BODIPY®-FL-PIP2 containing vesicles were diluted to a final concentration of 50 μM lipid (50 nM BODIPY®-FL-PIP2) in assay buffer (50 mM Tris pH 7.6, 150 mM NaCl, 1 mM EDTA, 2 mM DTT) for all assays. Ovalbumin (0.5 mg/mL) was added to the assay solution to minimize signal loss due to vesicle binding to glass surfaces during mixing and binding measurements. Fluorescence measurements were taken on a FluoroLog fluorometer from HORIBA scientific. BODIPY®-FL-PIP2 was excited at 490 nm and emission readings were recorded from 500 to 600 nm. The spectral bandwidths for excitation and emission were 2 and 5 nm respectively. All binding experiments took place at 25°C in a quartz cuvette. Quenching signals were normalized to the fluorescence signal from the vesicle solution alone and adjusted for dilution due to the addition of the corresponding protein.

Acknowledgments

The authors would like to thank A.M. Silva for helpful discussions. We acknowledge the use of the Johns Hopkins University School of Medicine Mass Spectrometry and Proteomics Core, Hopkins Digestive Diseases Basic and Translational Research Core Center (NIDDK center grant P30 DK089502). Funding: This work was supported by the Virginia and D.K. Ludwig Fund for Cancer Research and NIH grant CA 43460. Data collection was carried out at beamline X6A/X25, funded by the National Institute of General Medical Sciences, NIH under agreement GM-0080. The NSLS, Brookhaven National Laboratory is supported by the US Department of Energy under contract no. DE AC02-98CH10886. S.B.G. is a Stewart Trust Fellow.
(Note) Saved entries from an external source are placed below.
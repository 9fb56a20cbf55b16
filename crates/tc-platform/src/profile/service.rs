//! Culture / Preference upserts

use std::sync::Arc;

use tracing::info;

use crate::profile::entity::{Culture, Preference, ProfileRecord};
use crate::profile::repository::ProfileStore;
use crate::shared::error::Result;

pub struct ProfileService {
    cultures: Arc<dyn ProfileStore<Culture>>,
    preferences: Arc<dyn ProfileStore<Preference>>,
}

impl ProfileService {
    pub fn new(cultures: Arc<dyn ProfileStore<Culture>>, preferences: Arc<dyn ProfileStore<Preference>>) -> Self {
        Self { cultures, preferences }
    }

    pub async fn upsert_culture(&self, user_id: &str, input: Culture) -> Result<Culture> {
        upsert(self.cultures.as_ref(), "upsert_culture", user_id, input).await
    }

    pub async fn upsert_preference(&self, user_id: &str, input: Preference) -> Result<Preference> {
        upsert(self.preferences.as_ref(), "upsert_preference", user_id, input).await
    }
}

/// The caller's id always wins over any `user_id` in the payload
async fn upsert<T: ProfileRecord>(
    store: &dyn ProfileStore<T>,
    operation: &'static str,
    user_id: &str,
    mut input: T,
) -> Result<T> {
    input.set_user_id(user_id);
    let stored = store
        .upsert(&input)
        .await
        .inspect_err(|e| e.log(operation, user_id))?;

    info!(operation, user_id, entity = T::ENTITY, "Profile record saved");
    Ok(stored)
}

#[cfg(test)]
mod tests {
    use super::*;
    use crate::store::memory::MemoryProfileStore;

    #[tokio::test]
    async fn test_payload_user_id_is_ignored() {
        let service = ProfileService::new(
            Arc::new(MemoryProfileStore::new()),
            Arc::new(MemoryProfileStore::new()),
        );

        let saved = service
            .upsert_preference(
                "me",
                Preference {
                    user_id: "someone-else".to_string(),
                    job_type: Some("contract".to_string()),
                    ..Preference::default()
                },
            )
            .await
            .unwrap();

        assert_eq!(saved.user_id, "me");
        assert_eq!(saved.job_type.as_deref(), Some("contract"));
    }
}
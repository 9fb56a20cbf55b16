//! Culture / Preference Repository
//!
//! One generic store serves both records; each lives in its own collection
//! with a unique index on `user_id`.

use std::time::Duration;

use async_trait::async_trait;
use futures::TryStreamExt;
use mongodb::{
    bson::{doc, Document},
    options::ReturnDocument,
    Collection, Database,
};
use tracing::debug;

use crate::profile::entity::ProfileRecord;
use crate::shared::deadline::bounded;
use crate::shared::error::{is_duplicate_key_error, PlatformError, Result};

#[async_trait]
pub trait ProfileStore<T: ProfileRecord>: Send + Sync {
    /// Merge `record` into the user's row, creating it if absent
    async fn upsert(&self, record: &T) -> Result<T>;

    async fn find_by_user(&self, user_id: &str) -> Result<Option<T>>;

    async fn find_by_users(&self, user_ids: &[String]) -> Result<Vec<T>>;
}

pub struct MongoProfileStore<T: ProfileRecord> {
    collection: Collection<T>,
    timeout: Duration,
}

impl<T: ProfileRecord> MongoProfileStore<T> {
    pub fn new(db: &Database, timeout: Duration) -> Self {
        Self {
            collection: db.collection(T::COLLECTION),
            timeout,
        }
    }

    async fn upsert_once(&self, user_id: &str, set: &Document) -> mongodb::error::Result<Option<T>> {
        self.collection
            .find_one_and_update(doc! { "user_id": user_id }, doc! { "$set": set.clone() })
            .upsert(true)
            .return_document(ReturnDocument::After)
            .await
    }
}

#[async_trait]
impl<T: ProfileRecord> ProfileStore<T> for MongoProfileStore<T> {
    async fn upsert(&self, record: &T) -> Result<T> {
        bounded(self.timeout, "profile.upsert", async {
            let set = bson::to_document(record)?;
            let stored = match self.upsert_once(record.user_id(), &set).await {
                // Two concurrent first upserts race on the unique index; the
                // loser retries against the row the winner created
                Err(e) if is_duplicate_key_error(&e) => {
                    debug!(entity = T::ENTITY, user_id = record.user_id(), "Upsert raced, retrying");
                    self.upsert_once(record.user_id(), &set).await?
                }
                other => other?,
            };
            stored.ok_or_else(|| PlatformError::internal(format!("{} upsert returned no document", T::ENTITY)))
        })
        .await
    }

    async fn find_by_user(&self, user_id: &str) -> Result<Option<T>> {
        bounded(self.timeout, "profile.find_by_user", async {
            Ok(self.collection.find_one(doc! { "user_id": user_id }).await?)
        })
        .await
    }

    async fn find_by_users(&self, user_ids: &[String]) -> Result<Vec<T>> {
        if user_ids.is_empty() {
            return Ok(Vec::new());
        }
        bounded(self.timeout, "profile.find_by_users", async {
            let cursor = self
                .collection
                .find(doc! { "user_id": { "$in": user_ids.to_vec() } })
                .await?;
            Ok(cursor.try_collect().await?)
        })
        .await
    }
}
M.S.M. is a recipient of an Australian Postgraduate Award (APA), a Cooperative Research Centre for Cancer Therapeutics top-up scholarship and a Monash University Postgraduate Publications Award.

Conflict of Interest Statement

Under agreements between The Johns Hopkins University and various commercial entities, K.W.K. and B.V. are entitled to a share of the royalties received by The Johns Hopkins University on sales of products related to the diagnosis of mutant PIK3CA genes. The terms of these arrangements are being managed by The Johns Hopkins University in accordance with its conflict of interest policies.

Data deposition footnote

p110α/niSH2 heterodimer structures, both free and in complex with diC4-PIP2 have been deposited in the Protein Data Bank (PDB IDs 4OVU and 4OVV).